It also helps future readers who are thinking of making the recipe!
- 2 tablespoons extra virgin olive oil
- 5 cloves garlic, minced
- 1 tablespoon za'atar spice blend
- 1 tablespoon paprika
- 2 tablespoons lemon juice
- 1 teaspoon lemon zest
- 1/2 teaspoon sea salt
- 1/2 teaspoon black pepper
- 6-8 skin-on, bone-in chicken thighs (about 1 1/2 lbs | 680g)
- Fresh parley and lemon slices for serving, optional
- Preheat oven to 350°F (180°C). Line a large baking dish with foil or baking paper then place an oven safe wire rack inside the pan.
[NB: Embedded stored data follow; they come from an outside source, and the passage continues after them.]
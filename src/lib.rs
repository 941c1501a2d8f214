#![allow(dead_code)] // temporarily disable dead code lint

pub mod ast;
pub mod builder;
pub mod containers;
pub mod liveness;
pub mod pir;
pub mod provenance;
pub mod reduce;
pub mod reduction_config;
pub mod symtab;
pub mod tests;
pub mod value_propagation;

pub mod log {
    pub use slog_scope::{crit, debug, error, info, trace, warn};

    pub struct OptionalKV<V: slog::Value>(pub &'static str, pub Option<V>);
    impl<V: slog::Value> slog::KV for OptionalKV<V> {
        fn serialize(
            &self,
            record: &slog::Record,
            serializer: &mut dyn slog::Serializer,
        ) -> slog::Result {
            if let Some(v) = &self.1 {
                v.serialize(record, self.0, serializer)
            } else {
                Ok(())
            }
        }
    }

    pub struct FileAndTermDrain {
        file_drain: Option<slog::Logger>,
        term_drain: slog::Logger,
    }
    impl FileAndTermDrain {
        pub fn new(
            debug_level: usize,
            disable_terminal_logging: bool,
            force_block: bool,
            path: Option<std::path::PathBuf>,
        ) -> slog::Logger {
            use sloggers::Build;

            let debug_level = match debug_level {
                0 => sloggers::types::Severity::Warning,
                1 => sloggers::types::Severity::Info,
                2 => sloggers::types::Severity::Debug,
                3 => sloggers::types::Severity::Trace,
                _ => sloggers::types::Severity::Trace,
            };

            let term_drain = if disable_terminal_logging {
                sloggers::null::NullLoggerBuilder.build().unwrap()
            } else {
                sloggers::terminal::TerminalLoggerBuilder::new()
                    .destination(sloggers::terminal::Destination::Stderr)
                    .level(if path.is_none() {
                        debug_level
                    } else {
                        sloggers::types::Severity::Error
                    })
                    .overflow_strategy(if force_block || path.is_none() {
                        sloggers::types::OverflowStrategy::Block
                    } else {
                        sloggers::types::OverflowStrategy::DropAndReport
                    })
                    .format(sloggers::types::Format::Compact)
                    .build()
                    .unwrap()
            };

            let file_drain = path.map(|path| {
                sloggers::file::FileLoggerBuilder::new(path)
                    .truncate()
                    .level(debug_level)
                    .overflow_strategy(sloggers::types::OverflowStrategy::Block)
                    .format(sloggers::types::Format::Json)
                    .build()
                    .unwrap()
            });

            slog::Logger::root(
                Self {
                    file_drain,
                    term_drain,
                },
                slog::o!(),
            )
        }
    }
    impl slog::Drain for FileAndTermDrain {
        type Ok = ();
        type Err = slog::Never;
        fn log(
            &self,
            r: &slog::Record<'_>,
            kv: &slog::OwnedKVList,
        ) -> Result<<Self as slog::Drain>::Ok, <Self as slog::Drain>::Err> {
            if let Some(f) = &self.file_drain {
                <slog::Logger as slog::Drain>::log(f, r, kv)?;
            }
            <slog::Logger as slog::Drain>::log(&self.term_drain, r, kv)?;
            Ok(())
        }
    }
}
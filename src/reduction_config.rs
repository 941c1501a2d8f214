//! A global store of flags that can impact reduction.
//!
//! WARNING: Currently only supports a single consistent configuration amongst threads (i.e., cannot
//! have different configurations for different reduction executions in the same process).

/// The global configuration store. Its fields are expected to be accessed across the program via
/// the global [`CONFIG`](static@CONFIG).
pub struct ReductionConfig {
    /// Run forward value propagation and substitute propagated values into downstream reads.
    /// Without this, every low-level read survives into the high-level tree verbatim.
    pub propagate_values: bool,
    /// Run backward liveness analysis and drop assignments it proves dead. Without this, only
    /// the def-use evidence imported from the decoder decides retention.
    pub eliminate_dead_assignments: bool,
    /// Log every keep/drop decision the reduction pass makes (useful when debugging).
    pub trace_reduction_decisions: bool,
    /// Report dropped provenance facts at warning rather than debug level.
    pub warn_on_resolution_miss: bool,
    /// Verify that re-encoding a just-decoded document reproduces it byte-for-byte.
    pub verify_round_trip_on_decode: bool,
}

impl ReductionConfig {
    /// Internal method: sets up initialization
    #[allow(static_mut_refs)]
    fn from_initialized() -> Self {
        let init = unsafe {
            INTERNAL_CONFIG_INITIALIZER
                .take()
                .expect("Should be initialized only once")
        };
        init.unwrap_or_default()
    }

    /// Initialize with the given command line configuration. Should only be called once, and should
    /// only be called from `main`.
    #[allow(static_mut_refs)]
    pub fn initialize(command_line_config: Vec<CommandLineReductionConfig>) {
        let prev = unsafe { INTERNAL_CONFIG_INITIALIZER.replace(Some(command_line_config.into())) };
        assert!(prev.is_some(), "Performed double initialization");
        lazy_static::initialize(&CONFIG);
    }
}

/// Internal initialization detail.
static mut INTERNAL_CONFIG_INITIALIZER: Option<Option<ReductionConfig>> = Some(None);

lazy_static::lazy_static! {
    /// The global configuration store
    pub static ref CONFIG: ReductionConfig = ReductionConfig::from_initialized();
}

#[derive(clap::ArgEnum, Clone, Debug)]
/// Reduction configuration parameters
pub enum CommandLineReductionConfig {
    DisableValuePropagation,
    DisableDeadAssignmentElimination,
    EnableTraceReductionDecisions,
    EnableWarnOnResolutionMiss,
    DisableRoundTripVerification,
}

impl Default for ReductionConfig {
    fn default() -> Self {
        ReductionConfig {
            propagate_values: true,
            eliminate_dead_assignments: true,
            trace_reduction_decisions: false,
            warn_on_resolution_miss: false,
            verify_round_trip_on_decode: true,
        }
    }
}

impl From<Vec<CommandLineReductionConfig>> for ReductionConfig {
    fn from(v: Vec<CommandLineReductionConfig>) -> Self {
        use CommandLineReductionConfig::*;
        let mut r = ReductionConfig::default();
        for v in v {
            match v {
                DisableValuePropagation => {
                    r.propagate_values = false;
                }
                DisableDeadAssignmentElimination => {
                    r.eliminate_dead_assignments = false;
                }
                EnableTraceReductionDecisions => {
                    r.trace_reduction_decisions = true;
                }
                EnableWarnOnResolutionMiss => {
                    r.warn_on_resolution_miss = true;
                }
                DisableRoundTripVerification => {
                    r.verify_round_trip_on_decode = false;
                }
            }
        }
        r
    }
}
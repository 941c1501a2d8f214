//! The code-reduction transformer: rewrites a function's low-level tree into its high-level
//! tree.
//!
//! Both dataflow passes run first. Their evidence, the retention flags set by lowering, and the
//! externally supplied used-variable set then feed a fixed keep/drop priority chain evaluated
//! per assignment. The chain order is load-bearing: reordering it observably changes which
//! instructions survive.
//!
//! Every kept instruction becomes a *fresh* high-level node (the low-level tree is never
//! mutated), wired back to its low-level origin through the provenance store. An assignment
//! whose right-hand side absorbed propagated values is additionally mapped to each instruction
//! it folded in, so one high-level statement may cover several low-level steps.

use crate::ast::{AssignFlags, Expr, ExprId, LValId, NodePool, Stmt, StmtId, Visitor};
use crate::builder::TreeBuilder;
use crate::containers::unordered::UnorderedSet;
use crate::liveness::Liveness;
use crate::log::*;
use crate::provenance::UseLoc;
use crate::reduction_config::CONFIG;
use crate::value_propagation::ValuePropagation;

/// Reduce the tree rooted at `low_root`, prepend the result as the function's high-level root,
/// and return it. `used_variables` is the externally supplied set of names the surrounding
/// program is known to consume from this function.
pub fn reduce(
    b: &mut TreeBuilder,
    low_root: StmtId,
    used_variables: &UnorderedSet<String>,
) -> StmtId {
    let vp = if CONFIG.propagate_values {
        ValuePropagation::analyze(b, low_root)
    } else {
        ValuePropagation::default()
    };
    let lv = if CONFIG.eliminate_dead_assignments {
        let lv = Liveness::analyze(b, low_root);
        narrow_defuse_evidence(b, low_root, &lv);
        lv
    } else {
        Liveness::default()
    };

    let mut r = Reducer {
        vp,
        lv,
        used_variables,
    };
    let hi_root = match r.rebuild(b, low_root) {
        Some(root) => root,
        // Everything reduced away; the high-level tree is an empty shell of the root's kind
        None => match b.pool().stmt(low_root) {
            Stmt::Block { .. } => b.make_block(vec![]),
            _ => b.make_instruction_sequence(vec![]),
        },
    };
    b.prepend_tree_root(hi_root);
    hi_root
}

/// Liveness evidence narrows the def-use-high records imported from the decoder: an assignment
/// to a whole local variable that liveness proves dead gets every recorded use of its left-hand
/// side inactivated, so the retention chain no longer sees those uses as reasons to keep it.
fn narrow_defuse_evidence(b: &mut TreeBuilder, root: StmtId, lv: &Liveness) {
    struct Assignments {
        found: Vec<(StmtId, LValId, AssignFlags)>,
    }
    impl Visitor for Assignments {
        fn visit_stmt(&mut self, pool: &NodePool, id: StmtId) {
            if let Stmt::Assign { lhs, flags, .. } = pool.stmt(id) {
                self.found.push((id, *lhs, *flags));
            }
            crate::ast::walk_stmt(self, pool, id)
        }
    }

    let mut assignments = Assignments { found: Vec::new() };
    assignments.visit_stmt(b.pool(), root);

    let mut to_inactivate: Vec<(LValId, UseLoc)> = Vec::new();
    for (inst, lhs, flags) in assignments.found {
        if flags.any() || !crate::ast::lval_is_plain(b.pool(), lhs) {
            continue;
        }
        let name = match crate::ast::lval_name(b.pool(), lhs) {
            Some(n) => n.to_owned(),
            None => continue,
        };
        if b.is_global_name(&name) {
            continue;
        }
        let dead = lv
            .live_on_exit(inst)
            .map(|set| !set.contains(&name))
            .unwrap_or(false);
        if !dead {
            continue;
        }
        if let Some(du) = b.provenance().lval_defuses_high(lhs) {
            to_inactivate.extend(du.recorded().map(|&u| (lhs, u)));
        }
    }
    for (lhs, loc) in to_inactivate {
        b.provenance_mut().inactivate(lhs, loc);
    }
}

struct Reducer<'u> {
    vp: ValuePropagation,
    lv: Liveness,
    used_variables: &'u UnorderedSet<String>,
}

impl Reducer<'_> {
    /// Rebuild one subtree. `None` means everything below reduced away and the parent should
    /// drop this child entirely.
    fn rebuild(&mut self, b: &mut TreeBuilder, stmt: StmtId) -> Option<StmtId> {
        if !self.lv.is_stmt_live(stmt) && !contains_flagged(b.pool(), stmt) {
            if CONFIG.trace_reduction_decisions {
                trace!("Dropping dead subtree"; "stmt" => format!("{:?}", stmt));
            }
            return None;
        }
        match b.pool().stmt(stmt).clone() {
            Stmt::Block { stmts } => {
                let kept: Vec<StmtId> =
                    stmts.iter().filter_map(|&s| self.rebuild(b, s)).collect();
                if kept.is_empty() {
                    None
                } else {
                    Some(b.make_block(kept))
                }
            }
            Stmt::Seq { insts } => {
                let kept: Vec<StmtId> =
                    insts.iter().filter_map(|&s| self.rebuild(b, s)).collect();
                if kept.is_empty() {
                    None
                } else {
                    Some(b.make_instruction_sequence(kept))
                }
            }
            Stmt::Branch {
                cond,
                then_stmt,
                else_stmt,
            } => {
                let new_then = self.rebuild(b, then_stmt);
                let new_else = else_stmt.and_then(|e| self.rebuild(b, e));
                match (new_then, new_else) {
                    // Both arms reduced away: the branch (condition included, conditions are
                    // pure) is replaced by an empty block
                    (None, None) => Some(b.make_block(vec![])),
                    (then_arm, else_arm) => {
                        let hi_cond = self.vp.rewritten_expr(stmt, cond);
                        let then_arm = match then_arm {
                            Some(t) => t,
                            None => b.make_block(vec![]),
                        };
                        Some(b.make_branch(hi_cond, then_arm, else_arm))
                    }
                }
            }
            Stmt::Loop { cond, body } => {
                let new_body = self.rebuild(b, body)?;
                let hi_cond = cond.map(|c| self.vp.rewritten_expr(stmt, c));
                Some(b.make_loop(hi_cond, new_body))
            }
            Stmt::Switch {
                scrutinee,
                cases,
                default,
            } => {
                let mut any_kept = false;
                let new_cases: Vec<(u64, StmtId)> = cases
                    .iter()
                    .map(|&(value, arm)| {
                        let arm = match self.rebuild(b, arm) {
                            Some(a) => {
                                any_kept = true;
                                a
                            }
                            None => b.make_block(vec![]),
                        };
                        (value, arm)
                    })
                    .collect();
                let new_default = default.and_then(|d| {
                    let d = self.rebuild(b, d);
                    any_kept |= d.is_some();
                    d
                });
                if !any_kept {
                    return None;
                }
                let hi_scrutinee = self.vp.rewritten_expr(stmt, scrutinee);
                Some(b.make_switch(hi_scrutinee, new_cases, new_default))
            }
            Stmt::Return { value } => {
                let hi_value = value.map(|e| self.vp.rewritten_expr(stmt, e));
                let hi = b.make_return(hi_value);
                b.provenance_mut().add_instruction_mapping(hi, stmt);
                if let (Some(lo), Some(hi_v)) = (value, hi_value) {
                    self.record_expr_mapping(b, hi, hi_v, lo);
                }
                Some(hi)
            }
            Stmt::Goto { label } => {
                let hi = b.make_goto(&label);
                b.provenance_mut().add_instruction_mapping(hi, stmt);
                Some(hi)
            }
            Stmt::Assign { lhs, rhs, flags } => {
                if !self.keep_assignment(b, stmt, lhs, flags) {
                    return None;
                }
                let hi_lhs = self.vp.rewritten_lval(stmt, lhs);
                let hi_rhs = self.vp.rewritten_expr(stmt, rhs);
                let span = b.span_of(stmt);
                let hi = b.make_assignment(hi_lhs, hi_rhs, flags, span);
                b.provenance_mut().add_instruction_mapping(hi, stmt);
                self.record_expr_mapping(b, hi, hi_rhs, rhs);
                if hi_lhs != lhs {
                    b.provenance_mut().add_lval_mapping(hi_lhs, lhs);
                }
                Some(hi)
            }
            Stmt::Call {
                result,
                target,
                args,
                kills,
            } => {
                // Call operands are never rewritten (the propagation pass leaves ABI surfaces
                // alone), but a result stored through a computed address may be
                let hi_result = result.map(|r| self.vp.rewritten_lval(stmt, r));
                let span = b.span_of(stmt);
                let hi = b.make_call(hi_result, target, args, kills, span);
                b.provenance_mut().add_instruction_mapping(hi, stmt);
                if let (Some(lo_r), Some(hi_r)) = (result, hi_result) {
                    if hi_r != lo_r {
                        b.provenance_mut().add_lval_mapping(hi_r, lo_r);
                    }
                }
                Some(hi)
            }
        }
    }

    /// The retention chain, evaluated in this exact order.
    fn keep_assignment(
        &self,
        b: &TreeBuilder,
        inst: StmtId,
        lhs: LValId,
        flags: AssignFlags,
    ) -> bool {
        let decision = |keep: bool, why: &str| {
            if CONFIG.trace_reduction_decisions {
                trace!(
                    "Assignment retention decision";
                    "inst" => format!("{:?}", inst),
                    "keep" => keep,
                    "why" => why,
                );
            }
            keep
        };
        if self.vp.was_propagated(inst) && !flags.expose {
            return decision(false, "value propagated downstream");
        }
        if flags.must_materialize {
            return decision(true, "must-materialize store");
        }
        if flags.expose {
            return decision(true, "exposed store");
        }
        let name = match crate::ast::lval_name(b.pool(), lhs) {
            Some(n) => n,
            // A memory write is always observable
            None => return decision(true, "memory write"),
        };
        if b.is_global_name(name) {
            return decision(true, "global write");
        }
        if !self.used_variables.contains(name) {
            return decision(false, "name not in used set");
        }
        if b.provenance()
            .lval_defuses_high(lhs)
            .map(|du| du.has_active())
            .unwrap_or(false)
        {
            return decision(true, "active def-use survives");
        }
        decision(false, "no surviving evidence")
    }

    /// Map a rewritten expression back to its low-level form, and the containing high-level
    /// instruction to every low-level instruction whose value the rewrite folded in.
    fn record_expr_mapping(&self, b: &mut TreeBuilder, hi_inst: StmtId, hi: ExprId, lo: ExprId) {
        if hi != lo {
            b.provenance_mut().add_expression_mapping(hi, lo);
        }
        let mut folded = FoldedDefs {
            vp: &self.vp,
            defs: Vec::new(),
        };
        folded.visit_expr(b.pool(), hi);
        for def in folded.defs {
            b.provenance_mut().add_instruction_mapping(hi_inst, def);
        }
    }
}

/// Collects the defining instructions of every `Substituted` node below an expression.
struct FoldedDefs<'a> {
    vp: &'a ValuePropagation,
    defs: Vec<StmtId>,
}

impl Visitor for FoldedDefs<'_> {
    fn visit_expr(&mut self, pool: &NodePool, id: ExprId) {
        if let Expr::Substituted { .. } = pool.expr(id) {
            if let Some(def) = self.vp.substitution_def(id) {
                self.defs.push(def);
            }
        }
        crate::ast::walk_expr(self, pool, id)
    }
}

/// Does the subtree contain an assignment carrying a retention flag? Liveness does not see
/// flags, so a dead-per-liveness subtree with a flagged store cannot be fast-path dropped.
fn contains_flagged(pool: &NodePool, root: StmtId) -> bool {
    struct Scan {
        found: bool,
    }
    impl Visitor for Scan {
        fn visit_stmt(&mut self, pool: &NodePool, id: StmtId) {
            if self.found {
                return;
            }
            if let Stmt::Assign { flags, .. } = pool.stmt(id) {
                if flags.any() {
                    self.found = true;
                    return;
                }
            }
            crate::ast::walk_stmt(self, pool, id)
        }
    }
    let mut scan = Scan { found: false };
    scan.visit_stmt(pool, root);
    scan.found
}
Spray with a bit of oil and set aside.
- In a large mixing bowl or dish, mix together the olive oil, garlic, za'atar, paprika, lemon juice, zest, salt and pepper.
- Add the chicken thighs to the bowl and toss in the mixture until all sides of the chicken pieces are well coated in spice. Use your hands to get the spice mixture under the chicken skin if possible.
- Place chicken thighs skin side down on the wire rack. Leave a couple inches in between each thigh. Transfer to the oven on a middle rack and bake for 25 minutes.
- Remove the chicken from the oven temporarily to flip each pieces over so now the chicken is skin-side up. Return to oven and bake another 25-30 minutes or until the thighs reach an internal temperature of at least 165°F (74°C).
- Optional: Turn the oven heat up all the way to broil a final 1-2 minutes to crisp up the skin.
- Remove chicken from oven. Sprinkle with fresh parsley and additional za'atar is desired and serve immediately.
- Store leftovers in an airtight container in the fridge up to 4 days.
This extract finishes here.